We originally mailed you invoice [number] back on September 9, 2000. At your request we mailed the invoice to your new address. The invoice covered work occurring in August and early September. Six weeks later, in late October, we called and spoke to [your flunky] because we had not yet received payment. She told us that you had not received the invoice. Per our conversation with [your flunky], we immediately faxed you a copy of the invoice. Just about a month later, in mid-November, we called again because we still hadn't received payment on the invoice. At that time [your flunky] told us that you had not received the fax. This came as a bit of a surprise to us as we had told [your flunky] we were going to fax her a copy of the invoice immediately after our previous conversation and we had never heard that she didn't receive it. We told [your flunky] that we were going to fax over yet another copy of the invoice, which we did immediately after our phone call. Another month went by and we called again in mid-December. [Your flunky] told us once more that she had not received our invoice. At this point, we hand-delivered a copy of the invoice to your office. We called after the hand-delivery to make sure you had the invoice and were told by [your flunky] that a check would be cut and signed in the next batch of checks. Two weeks later, we called again and were told that the check would be cut and signed in the next batch. For the past two weeks, I have been calling [your flunky] nearly every other day. The refrains that we hear constantly repeated are either that the "check is in the next batch" or that "no one is available to sign the check."

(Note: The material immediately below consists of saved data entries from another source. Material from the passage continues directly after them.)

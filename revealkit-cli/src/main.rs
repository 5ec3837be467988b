use std::path::{Path, PathBuf};

use anyhow::Context as _;
use clap::{Parser, Subcommand};
use tracing_subscriber::{layer::SubscriberExt, util::SubscriberInitExt};

#[derive(Parser, Debug)]
#[command(name = "revealkit", version)]
struct Cli {
    /// Log at debug level unless RUST_LOG says otherwise.
    #[arg(long, global = true, default_value_t = false)]
    verbose: bool,

    #[command(subcommand)]
    cmd: Command,
}

#[derive(Subcommand, Debug)]
enum Command {
    /// Replay a scenario and print JSON snapshots to stdout.
    Replay(ReplayArgs),
    /// Validate a scenario and mount its sections without running any frame.
    Check(CheckArgs),
}

#[derive(Parser, Debug)]
struct ReplayArgs {
    /// Input scenario JSON.
    #[arg(long = "in")]
    in_path: PathBuf,

    /// Print a snapshot every N frames (0 = final snapshot only).
    #[arg(long, default_value_t = 0)]
    every: u64,
}

#[derive(Parser, Debug)]
struct CheckArgs {
    /// Input scenario JSON.
    #[arg(long = "in")]
    in_path: PathBuf,
}

#[derive(serde::Serialize)]
struct FrameLine<'a> {
    report: revealkit::FrameReport,
    snapshot: &'a revealkit::PageSnapshot,
}

#[derive(serde::Serialize)]
struct CheckSummary {
    sections: usize,
    script_steps: usize,
    frames: u64,
    registrations: usize,
    listeners: usize,
    nodes: usize,
}

fn main() -> anyhow::Result<()> {
    let cli = Cli::parse();
    init_tracing(cli.verbose);
    match cli.cmd {
        Command::Replay(args) => cmd_replay(args),
        Command::Check(args) => cmd_check(args),
    }
}

fn init_tracing(verbose: bool) {
    let fallback = if verbose { "debug" } else { "warn" };
    tracing_subscriber::registry()
        .with(
            tracing_subscriber::EnvFilter::try_from_default_env()
                .unwrap_or_else(|_| fallback.into()),
        )
        .with(tracing_subscriber::fmt::layer().with_writer(std::io::stderr))
        .init();
}

fn load(path: &Path) -> anyhow::Result<revealkit::Scenario> {
    revealkit::Scenario::from_path(path)
        .with_context(|| format!("load scenario '{}'", path.display()))
}

fn cmd_replay(args: ReplayArgs) -> anyhow::Result<()> {
    let scenario = load(&args.in_path)?;
    let mut replay = revealkit::Replay::new(&scenario).context("mount scenario sections")?;
    tracing::info!(
        path = %args.in_path.display(),
        sections = scenario.sections.len(),
        frames = replay.frame_count(),
        "replaying scenario"
    );

    let mut last = None;
    while let Some(report) = replay.step() {
        if args.every > 0 && report.frame % args.every == 0 {
            print_frame(report, &replay.page().snapshot())?;
        }
        last = Some(report);
    }
    if let Some(report) = last
        && (args.every == 0 || report.frame % args.every != 0)
    {
        print_frame(report, &replay.page().snapshot())?;
    }
    tracing::info!(frames = last.map_or(0, |r| r.frame), "replay finished");

    for (url, target) in replay.opened() {
        eprintln!("opened {url} ({})", target.window_name());
    }
    Ok(())
}

fn print_frame(report: revealkit::FrameReport, snapshot: &revealkit::PageSnapshot) -> anyhow::Result<()> {
    let line = serde_json::to_string(&FrameLine { report, snapshot })
        .context("serialize snapshot")?;
    println!("{line}");
    Ok(())
}

fn cmd_check(args: CheckArgs) -> anyhow::Result<()> {
    let scenario = load(&args.in_path)?;
    let replay = revealkit::Replay::new(&scenario).context("mount scenario sections")?;
    let snap = replay.page().snapshot();
    let summary = CheckSummary {
        sections: scenario.sections.len(),
        script_steps: scenario.script.len(),
        frames: replay.frame_count(),
        registrations: snap.registrations,
        listeners: snap.listeners,
        nodes: snap.nodes.len(),
    };
    tracing::info!(
        sections = summary.sections,
        registrations = summary.registrations,
        listeners = summary.listeners,
        "scenario mounted"
    );
    println!(
        "{}",
        serde_json::to_string_pretty(&summary).context("serialize summary")?
    );
    eprintln!("ok {}", args.in_path.display());
    Ok(())
}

This is not the first time that we have experienced difficulties and delays in getting paid on invoices we've submitted to [Deadbeat Client]. We understand that sometimes invoices get lost in the mail, especially where a move is involved. What particularly concerns me is that despite numerous conversations with [your flunky] , we have never once gotten the feeling that [Deadbeat Client] is in any way concerned that payment on this invoice was delayed four months. At no point was any extra amount of effort expended to ensure that we would be paid. We enjoy working with you and want to continue doing so. However, I would like your personal assurance that in the future, our invoices will be paid in a timely fashion.
Again, thank you for looking into this and ensuring that we get our payment today.